|Rosella Machine Intelligence & Data Mining|
Nine Steps Predictive Modeling Guide for Risk Management
Developing and deploying predictive models is not a trivial job. It requires a methodical approach. In this page, nine step quick guides for of predictive model development are described.
1. Data Preparation: Data Cleaning and Transformation
The first step to predictive modeling involves data cleaning and transformation. Data may contain bogus values, synonymous values, outliers, etc. Those values need to be standardized and cleaned. In addition, values may need to be transformed into new variables. This process is called feature extraction. Note that it is recommended to clean and transform data from database systems as there are many SQL features available for this. In addition, CMSR RME-EP rule engine can be used to clean and transform data.
2. Import Data into CMSR Studio
Once data is cleaned and transformed, the next step is to import data into CMSR Data Miner / Machine Learning / Rule Engine Studio. Imported data will be used for variable analysis and predictive modeling.
3. Independent Variable Relevancy Analysis / Principal Component Analysis
Once data is imported into CMSR Studio, variables are analysed to determine whether certain variables contain information that can predict customer tendencies. Confusion map chart and categorical bar/histogram charts and correlation analysis tools are used. For more, read Variable Relevancy and Factor Analysis.
4. Predictive Modeling
Once relevant variables are identified, neural network predictive models can be configured and trained using data imported into CMSR Studio. Only those variables identified as relevant are used in modeling to reduce the risk or overfitting. Multiple models with differing configurations may be used. Testing of model accuracy is performed using (historical) test data stored in database.
5. Model Integration - Aggregation
Multiple predictive models are integrated as single models using RME-EP (Rule-based Model Evaluation - Event Processing) Rule Engine. Integration can take various forms such as maximum, minimum, average, etc. Those combined score values are tested using historical data (in database) and analysed.
6. Model Integration - Classification
Next step model integration may involve classification. Predicted values from neural networks are hard to understand for casual users. Those numbers are translated into more easily understood vocabularies such as “very high risk”, “high risk”, “medium risk”, “low risk”, etc. This classification is done with RME-EP. RME-EP models need to be tested for accuracy with historical test data in database.

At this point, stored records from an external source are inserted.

use crate::models::{IdentitySection, MatchConfidence};

/// Derives the match-confidence label from an already-normalized identity.
///
/// Counts the recovered facets — phones, emails, and the address (which
/// counts when any of its location fields is non-empty). Two or more facets
/// score high, exactly one medium, none low. Deterministic, no other inputs.
pub fn score(identity: &IdentitySection) -> MatchConfidence {
    let mut facets = 0;

    if !identity.phones.is_empty() {
        facets += 1;
    }
    if !identity.emails.is_empty() {
        facets += 1;
    }
    if identity.address.is_present() {
        facets += 1;
    }

    match facets {
        0 => MatchConfidence::Low,
        1 => MatchConfidence::Medium,
        _ => MatchConfidence::High,
    }
}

7. Preparing Model Documentations
Once models are integrated and tested, end-user model documentations are prepared. Model documentations are HTML files that can include charts relating to models. Model documentation should contain information what end-users will need to know.
8. Deployment on MyDataSay
Models along with model documentations can be deployed on Android devices using MyDataSay Android App. MyDataSay can be served as trial before deploying on Web.
9. Web and Database Integration
Models along with model documentations can be deployed on web using Rosella BI Server on Java/Jakarta EE Application Server. BI server provides database and other web application integration using JSP programs. In addition, CMSR can generate program function source codes in 10 different programming languages. Program source codes can be included in all major programming languages.